Several considerations have prompted the editor of this volume in the
compilation of its pages. It constitutes a contribution to the national
literature which is assumed to be not unworthy of it, and which is
otherwise valuable as illustrating the degree of mental and art
development which has been made, in a large section of the country, under
circumstances greatly calculated to stimulate talent and provoke
expression, through the higher utterances of passion and imagination.
Though sectional in its character, and indicative of a temper and a
feeling which were in conflict with nationality, yet, now that the States
of the Union have been resolved into one nation, this collection is
essentially as much the property of the whole as are the captured cannon
which were employed against it during the progress of the late war.

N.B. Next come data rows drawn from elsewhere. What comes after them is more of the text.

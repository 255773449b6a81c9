use anyhow::Result;
use favormap::{idw_surface_with, InverseDistance, RasterOptions};

use crate::commands::{finish, progress_logger, GridInput};

pub fn run(_cli: &crate::cli::Cli, args: &crate::cli::IdwArgs) -> Result<()> {
    let input = GridInput::load(&args.grid)?;
    let params = InverseDistance::new(args.grid.cell_size)
        .with_power(args.power)
        .with_grid(input.params);

    let progress = progress_logger("idw");
    let options = RasterOptions { progress: Some(&progress), cancel: None };

    tracing::info!("[idw] {} points, power {}", input.points.len(), params.power);
    let grid = idw_surface_with(&input.points, input.boundary.as_ref(), &params, &options)?;

    finish("idw", &args.grid, grid)
}
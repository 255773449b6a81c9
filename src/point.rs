use geo::{Coord, Rect};
use serde::{Deserialize, Deserializer, Serialize};

/// A single geo-located rating.
///
/// Records with a missing or null coordinate deserialize to NaN and are
/// skipped by the surface builders rather than rejected.
#[derive(Debug, Clone, Copy, PartialEq, Serialize, Deserialize)]
pub struct WeightedPoint {
    #[serde(default = "nan", deserialize_with = "null_as_nan")]
    pub lat: f64,
    #[serde(default = "nan", deserialize_with = "null_as_nan")]
    pub lng: f64,
    #[serde(default = "nan", deserialize_with = "null_as_nan")]
    pub weight: f64,
}

impl WeightedPoint {
    #[inline] pub fn new(lat: f64, lng: f64, weight: f64) -> Self { Self { lat, lng, weight } }

    /// True if the point has finite coordinates and a finite, non-negative weight.
    #[inline]
    pub fn is_valid(&self) -> bool {
        self.lat.is_finite() && self.lng.is_finite() && self.weight.is_finite() && self.weight >= 0.0
    }

    /// Position as a lon/lat coordinate.
    #[inline] pub fn coord(&self) -> Coord<f64> { Coord { x: self.lng, y: self.lat } }
}

/// Bounding rectangle (lon/lat) of a set of points, or `None` if empty.
pub(crate) fn points_bounds(points: &[WeightedPoint]) -> Option<Rect<f64>> {
    let first = points.first()?.coord();
    let (min, max) = points.iter().skip(1).fold((first, first), |(min, max), p| {
        (
            Coord { x: min.x.min(p.lng), y: min.y.min(p.lat) },
            Coord { x: max.x.max(p.lng), y: max.y.max(p.lat) },
        )
    });
    Some(Rect::new(min, max))
}

fn nan() -> f64 { f64::NAN }

fn null_as_nan<'de, D: Deserializer<'de>>(deserializer: D) -> Result<f64, D::Error> {
    Ok(Option::<f64>::deserialize(deserializer)?.unwrap_or(f64::NAN))
}
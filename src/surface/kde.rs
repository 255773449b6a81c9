use geo::Coord;
use serde::{Deserialize, Serialize};
use tracing::debug;

use crate::boundary::Boundary;
use crate::error::{ensure_positive, Result};
use crate::grid::Grid;
use crate::point::WeightedPoint;
use crate::proj::LocalProjection;
use crate::surface::index::PointIndex;
use crate::surface::{rasterize, CellEstimator, CellSample, GridParams, RasterOptions, SurfaceEstimator};

/// 1 / sqrt(2 * pi)
const INV_SQRT_2PI: f64 = 0.398_942_280_401_432_7;

/// Standard Gaussian kernel `K(u) = exp(-u^2 / 2) / sqrt(2 pi)`.
#[inline]
pub fn gaussian_kernel(u: f64) -> f64 {
    INV_SQRT_2PI * (-0.5 * u * u).exp()
}

/// Which points contribute to a cell.
#[derive(Debug, Clone, Copy, Default, PartialEq, Serialize, Deserialize)]
#[serde(rename_all = "camelCase", tag = "kind")]
pub enum KernelSupport {
    /// Every point contributes to every cell. Exact.
    #[default]
    Unbounded,
    /// Only points within `sigmas * bandwidth` contribute, found through an R-tree.
    /// The relative error per point is below the Gaussian tail mass past the cutoff
    /// (about 3e-4 at 4 sigmas).
    Truncated { sigmas: f64 },
}

/// Weighted Gaussian kernel density estimate.
///
/// Each cell gets `sum(w_i * K(d_i / bandwidth)) / bandwidth^2`, with `d_i`
/// the planar distance in meters from the cell center to point `i`.
#[derive(Debug, Clone, Copy, PartialEq, Serialize, Deserialize)]
#[serde(rename_all = "camelCase", default)]
pub struct KernelDensity {
    /// Kernel bandwidth in meters.
    pub bandwidth: f64,
    pub support: KernelSupport,
    #[serde(flatten)]
    pub grid: GridParams,
}

impl Default for KernelDensity {
    fn default() -> Self {
        Self { bandwidth: 1_000.0, support: KernelSupport::Unbounded, grid: GridParams::default() }
    }
}

impl KernelDensity {
    pub fn new(bandwidth: f64, cell_size: f64) -> Self {
        Self { bandwidth, grid: GridParams::new(cell_size), ..Self::default() }
    }

    #[inline] pub fn with_support(self, support: KernelSupport) -> Self { Self { support, ..self } }

    #[inline] pub fn with_grid(self, grid: GridParams) -> Self { Self { grid, ..self } }
}

impl SurfaceEstimator for KernelDensity {
    #[inline] fn grid_params(&self) -> &GridParams { &self.grid }

    fn validate(&self) -> Result<()> {
        ensure_positive("bandwidth", self.bandwidth)?;
        if let KernelSupport::Truncated { sigmas } = self.support {
            ensure_positive("sigmas", sigmas)?;
        }
        Ok(())
    }

    /// Two bandwidths, so kernel tails are not cut at the data extent.
    #[inline] fn padding(&self, _cell_size: f64) -> f64 { 2.0 * self.bandwidth }

    fn bind<'a>(&'a self, points: &'a [WeightedPoint], projection: &LocalProjection) -> Box<dyn CellEstimator + 'a> {
        let positions: Vec<Coord<f64>> = points.iter().map(|p| projection.to_meters(p.lat, p.lng)).collect();
        let index = match self.support {
            KernelSupport::Unbounded => None,
            KernelSupport::Truncated { sigmas } => Some((PointIndex::new(&positions), sigmas * self.bandwidth)),
        };

        Box::new(BoundKernel { positions, points, bandwidth: self.bandwidth, index })
    }
}

struct BoundKernel<'a> {
    positions: Vec<Coord<f64>>,
    points: &'a [WeightedPoint],
    bandwidth: f64,
    index: Option<(PointIndex, f64)>,
}

impl BoundKernel<'_> {
    #[inline]
    fn contribution(&self, i: usize, center: Coord<f64>) -> f64 {
        let d = (self.positions[i].x - center.x).hypot(self.positions[i].y - center.y);
        self.points[i].weight * gaussian_kernel(d / self.bandwidth)
    }
}

impl CellEstimator for BoundKernel<'_> {
    fn estimate(&self, cell: &CellSample) -> Option<f64> {
        let center = Coord { x: cell.x, y: cell.y };
        let sum: f64 = match &self.index {
            // float `sum` of nothing is -0.0
            None => (0..self.positions.len()).fold(0.0, |acc, i| acc + self.contribution(i, center)),
            Some((index, radius)) => index.within(center, *radius).into_iter().fold(0.0, |acc, i| acc + self.contribution(i, center)),
        };
        Some(sum / (self.bandwidth * self.bandwidth))
    }
}

/// Kernel density surface over `points`, masked to `boundary`.
pub fn density(points: &[WeightedPoint], boundary: Option<&Boundary>, params: &KernelDensity) -> Result<Grid> {
    density_with(points, boundary, params, &RasterOptions::default())
}

/// [`density`] with progress reporting and cancellation.
///
/// A point set whose valid weights are all zero has nothing to show and
/// yields [`Grid::empty`].
pub fn density_with(
    points: &[WeightedPoint],
    boundary: Option<&Boundary>,
    params: &KernelDensity,
    options: &RasterOptions,
) -> Result<Grid> {
    params.grid.validate()?;
    params.validate()?;

    let mut valid = points.iter().filter(|p| p.is_valid()).peekable();
    if valid.peek().is_some() && valid.all(|p| p.weight == 0.0) {
        debug!("all point weights are zero; returning empty grid");
        return Ok(Grid::empty(params.grid.cell_size));
    }

    rasterize(points, boundary, params, options)
}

It
belongs to the national literature, and will hereafter be regarded as
constituting a proper part of it, just as legitimately to be recognized by
the nation as are the rival ballads of the cavaliers and roundheads, by
the English, in the great civil conflict of their country.

The emotional literature of a people is as necessary to the philosophical
historian as the mere details of events in the progress of a nation. This
is essential to the reputation of the Southern people, as illustrating
their feelings, sentiments, ideas, and opinions--the motives which
influenced their actions, and the objects which they had in contemplation,
and which seemed to them to justify the struggle in which they were
engaged. It shows with what spirit the popular mind regarded the course of
events, whether favorable or adverse; and, in this aspect, it is even of
more importance to the writer of history than any mere chronicle of facts.
The mere facts in a history do not always, or often, indicate the true
_animus_, of the action. But, in poetry and song, the emotional
nature is apt to declare itself without reserve--speaking out with a
passion which disdains subterfuge, and through media of imagination and
fancy, which are not only without reserve, but which are too coercive in
their own nature, too arbitrary in their influence, to acknowledge any
restraints upon that expression, which glows or weeps with emotions that
gush freely and freshly from the heart. With this persuasion, we can also
forgive the muse who, in her fervor, is sometimes forgetful of her art.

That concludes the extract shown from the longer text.